-- Exercise data follows --

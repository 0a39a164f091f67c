//! ============================================================
//!                        Flow Graph
//! ============================================================
//! An immutable control-flow graph for one method body.
//!
//! Every operation that "changes" a graph returns a new graph and leaves the
//! receiver untouched. All indices live in persistent maps, so a new version
//! shares everything it did not touch with the old one and cloning a graph
//! is O(1).
//!
//! Invariants held by every graph version:
//!  - the entry point names an existing block
//!  - every value tag is defined exactly once, either as a block parameter
//!    or as a named instruction
//!  - `value_parents` maps every defined value to the block defining it
//!
//! Preconditions such as "this block exists" are contract checks that panic.
//! Recoverable checks live in `MethodBody::validate`.

use crate::ir::analysis::analysis_cache::{AnalysisCache, FlowGraphAnalysis};
use crate::ir::analysis::value_uses::{ValueUseAnalysis, ValueUses};
use crate::ir::analysis::default_analyses;
use crate::ir::basic_block::{BasicBlock, BasicBlockData, BlockParameter};
use crate::ir::block_flow::BlockFlow;
use crate::ir::builders::flow_graph_builder::FlowGraphBuilder;
use crate::ir::collections::PersistentMap;
use crate::ir::flow_graph_update::FlowGraphUpdate;
use crate::ir::instruction::Instruction;
use crate::ir::optimizers::optimization::IntraproceduralOptimization;
use crate::ir::selected_instruction::SelectedInstruction;
use crate::ir::tags::{BasicBlockTag, ValueTag};
use crate::ir::types::{IrType, MemberMapping};
use crate::settings::ENTRY_POINT_BLOCK_NAME;
use crate::{ir_contract, ir_contract_violation};
use rustc_hash::{FxHashMap, FxHashSet};
use std::sync::Arc;

#[derive(Clone)]
pub struct FlowGraph {
    blocks: PersistentMap<BasicBlockTag, Arc<BasicBlockData>>,
    instructions: PersistentMap<ValueTag, Instruction>,
    value_parents: PersistentMap<ValueTag, BasicBlockTag>,
    block_parameters: PersistentMap<ValueTag, IrType>,
    entry_point_tag: BasicBlockTag,
    analysis_cache: AnalysisCache,
}

impl Default for FlowGraph {
    fn default() -> Self {
        FlowGraph::new()
    }
}
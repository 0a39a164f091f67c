use crate::ir::instruction::Instruction;
use crate::ir::tags::{BasicBlockTag, ValueTag};
use std::fmt;

/// Describes one structural edit that turned a graph into its successor.
///
/// Every mutating graph operation threads one or more of these into the
/// analysis cache, so analyses can patch their previous result instead of
/// starting over. Instruction updates carry enough of the old state to undo
/// their effect on an index.
#[derive(Debug, Clone, PartialEq, Eq)]
pub enum FlowGraphUpdate {
    AddInstruction {
        tag: ValueTag,
        instruction: Instruction,
    },
    ReplaceInstruction {
        tag: ValueTag,
        old_instruction: Instruction,
        instruction: Instruction,
    },
    RemoveInstruction {
        tag: ValueTag,
        old_instruction: Instruction,
    },
    AddBasicBlock(BasicBlockTag),
    /// Removes the block together with its parameters and instructions.
    RemoveBasicBlock(BasicBlockTag),
    SetEntryPoint(BasicBlockTag),
    BasicBlockParameters(BasicBlockTag),
    BasicBlockFlow(BasicBlockTag),
    /// Every type and member in the graph was rewritten.
    MapMembers,
}

impl FlowGraphUpdate {
    /// True for updates that can change which blocks branch to which.
    pub fn changes_control_flow(&self) -> bool {
        matches!(
            self,
            FlowGraphUpdate::AddBasicBlock(_)
                | FlowGraphUpdate::RemoveBasicBlock(_)
                | FlowGraphUpdate::BasicBlockFlow(_)
        )
    }
}

impl fmt::Display for FlowGraphUpdate {
    fn fmt(&self, f: &mut fmt::Formatter<'_>) -> fmt::Result {
        match self {
            FlowGraphUpdate::AddInstruction { tag, .. } => write!(f, "add instruction {tag}"),
            FlowGraphUpdate::ReplaceInstruction { tag, .. } => {
                write!(f, "replace instruction {tag}")
            }
            FlowGraphUpdate::RemoveInstruction { tag, .. } => write!(f, "remove instruction {tag}"),
            FlowGraphUpdate::AddBasicBlock(tag) => write!(f, "add block {tag}"),
            FlowGraphUpdate::RemoveBasicBlock(tag) => write!(f, "remove block {tag}"),
            FlowGraphUpdate::SetEntryPoint(tag) => write!(f, "set entry point {tag}"),
            FlowGraphUpdate::BasicBlockParameters(tag) => write!(f, "parameters of {tag}"),
            FlowGraphUpdate::BasicBlockFlow(tag) => write!(f, "flow of {tag}"),
            FlowGraphUpdate::MapMembers => write!(f, "map members"),
        }
    }
}
//! Text and JSON renderings of flow graphs for debugging.
//!
//! The text form lists blocks in creation order:
//!
//! ```text
//! @entry.1(%x.2 : int32):
//!   %y.3 = arith.add(%x.2, %x.2) : int32
//!   return copy(%y.3) : int32
//! ```

use crate::ir::basic_block::BasicBlock;
use crate::ir::flow_graph::FlowGraph;
use crate::ir::ir_messages::ir_errors::IrError;
use serde::Serialize;
use std::fmt;

impl fmt::Display for BasicBlock {
    fn fmt(&self, f: &mut fmt::Formatter<'_>) -> fmt::Result {
        write!(f, "{}", self.tag())?;
        if !self.parameters().is_empty() {
            let parameters: Vec<String> = self
                .parameters()
                .iter()
                .map(|p| format!("{} : {}", p.tag, p.ty))
                .collect();
            write!(f, "({})", parameters.join(", "))?;
        }
        writeln!(f, ":")?;
        for selected in self.named_instructions() {
            writeln!(f, "  {} = {}", selected.tag(), selected.instruction())?;
        }
        writeln!(f, "  {}", self.flow())
    }
}

impl fmt::Display for FlowGraph {
    fn fmt(&self, f: &mut fmt::Formatter<'_>) -> fmt::Result {
        for (index, block) in self.basic_blocks().enumerate() {
            if index > 0 {
                writeln!(f)?;
            }
            write!(f, "{block}")?;
        }
        Ok(())
    }
}

impl fmt::Debug for FlowGraph {
    fn fmt(&self, f: &mut fmt::Formatter<'_>) -> fmt::Result {
        write!(f, "FlowGraph(entry: {})\n{self}", self.entry_point_tag())
    }
}

#[derive(Debug, Clone, Serialize)]
pub struct GraphSummary {
    pub entry_point: String,
    pub block_count: usize,
    pub instruction_count: usize,
    pub blocks: Vec<BlockSummary>,
}

#[derive(Debug, Clone, Serialize)]
pub struct BlockSummary {
    pub tag: String,
    pub parameters: Vec<String>,
    pub instructions: Vec<String>,
    pub flow: String,
    pub successors: Vec<String>,
}

impl GraphSummary {
    pub fn of(graph: &FlowGraph) -> GraphSummary {
        GraphSummary {
            entry_point: graph.entry_point_tag().to_string(),
            block_count: graph.block_count(),
            instruction_count: graph.instruction_count(),
            blocks: graph.basic_blocks().map(|block| BlockSummary::of(&block)).collect(),
        }
    }

    pub fn to_json(&self) -> Result<String, IrError> {
        serde_json::to_string_pretty(self).map_err(|e| {
            IrError::compiler_error(format!("Could not serialize graph summary: {e}"))
        })
    }
}

impl BlockSummary {
    fn of(block: &BasicBlock) -> BlockSummary {
        BlockSummary {
            tag: block.tag().to_string(),
            parameters: block
                .parameters()
                .iter()
                .map(|p| format!("{} : {}", p.tag, p.ty))
                .collect(),
            instructions: block
                .named_instructions()
                .iter()
                .map(|selected| format!("{} = {}", selected.tag(), selected.instruction()))
                .collect(),
            flow: block.flow().to_string(),
            successors: block
                .flow()
                .branch_targets()
                .iter()
                .map(ToString::to_string)
                .collect(),
        }
    }
}
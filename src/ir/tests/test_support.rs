use crate::ir::basic_block::BlockParameter;
use crate::ir::block_flow::BlockFlow;
use crate::ir::branch::Branch;
use crate::ir::builders::basic_block_builder::BasicBlockBuilder;
use crate::ir::builders::flow_graph_builder::FlowGraphBuilder;
use crate::ir::constants::Constant;
use crate::ir::flow_graph::FlowGraph;
use crate::ir::instruction::Instruction;
use crate::ir::intrinsics::{create_binary_arithmetic, operators};
use crate::ir::method_body::MethodBody;
use crate::ir::tags::ValueTag;
use crate::ir::types::{IrType, Parameter};
use rustc_hash::FxHashSet;

pub(crate) fn int32() -> IrType {
    IrType::int32()
}

pub(crate) fn append_int32(block: &BasicBlockBuilder, value: i32, name: &str) -> ValueTag {
    block
        .append_instruction(
            Instruction::create_constant(Constant::int32(value), int32()),
            name,
        )
        .tag()
        .clone()
}

pub(crate) fn return_copy_of(value: &ValueTag) -> BlockFlow {
    BlockFlow::return_value(Instruction::create_copy(int32(), value.clone()))
}

pub(crate) fn body_for(graph: FlowGraph) -> MethodBody {
    MethodBody::new(Parameter::new(int32(), "result"), None, Vec::new(), graph)
}

/// `entry(a, b): sum = a + b; return copy(sum)`
pub(crate) fn add_graph() -> FlowGraph {
    let builder = FlowGraphBuilder::new();
    let entry = builder.entry_point();
    let a = entry.append_parameter(BlockParameter::new(int32(), "a"));
    let b = entry.append_parameter(BlockParameter::new(int32(), "b"));
    let sum = entry.append_instruction(
        create_binary_arithmetic(operators::ADD, int32(), a, b),
        "sum",
    );
    entry.set_flow(return_copy_of(sum.tag()));
    builder.to_immutable()
}

/// ```text
/// entry(x):    is_negative = x < 0; if is_negative then negative else positive
/// negative:    negated = 0 - x; return copy(negated)
/// positive:    return copy(x)
/// ```
pub(crate) fn abs_graph() -> FlowGraph {
    let builder = FlowGraphBuilder::new();
    let entry = builder.entry_point();
    let x = entry.append_parameter(BlockParameter::new(int32(), "x"));
    let zero = append_int32(&entry, 0, "zero");
    let is_negative = entry.append_instruction(
        create_binary_arithmetic(operators::IS_LESS_THAN, int32(), x.clone(), zero.clone()),
        "is_negative",
    );

    let negative = builder.add_basic_block("negative");
    let negated = negative.append_instruction(
        create_binary_arithmetic(operators::SUBTRACT, int32(), zero, x.clone()),
        "negated",
    );
    negative.set_flow(return_copy_of(negated.tag()));

    let positive = builder.add_basic_block("positive");
    positive.set_flow(return_copy_of(&x));

    entry.set_flow(BlockFlow::if_else(
        Instruction::create_copy(IrType::Bool, is_negative.tag().clone()),
        Branch::to(negative.tag().clone()),
        Branch::to(positive.tag().clone()),
    ));
    builder.to_immutable()
}

/// Exactly one of "is an instruction" and "is a block parameter" holds for
/// every value of `graph`, and each value's parent block really defines it.
pub(crate) fn assert_values_unique(graph: &FlowGraph) {
    let mut seen = FxHashSet::default();
    for block in graph.basic_blocks() {
        for tag in block
            .parameter_tags()
            .iter()
            .chain(block.instruction_tags())
        {
            assert!(seen.insert(tag.clone()), "{tag} is defined twice");
            assert_eq!(graph.get_value_parent(tag).tag(), block.tag());
        }
    }

    let value_count = graph.value_tags().count();
    assert_eq!(seen.len(), value_count);
    for tag in graph.value_tags() {
        assert!(
            graph.contains_instruction(tag) != graph.contains_block_parameter(tag),
            "{tag} must be exactly one of instruction or parameter"
        );
    }
}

-- Exercise data concluded --

Every line that holds the word "Constant" should be copied from the listing.

*Task result:*
use crate::ir::constants::Constant;
            Instruction::create_constant(Constant::int32(value), int32()),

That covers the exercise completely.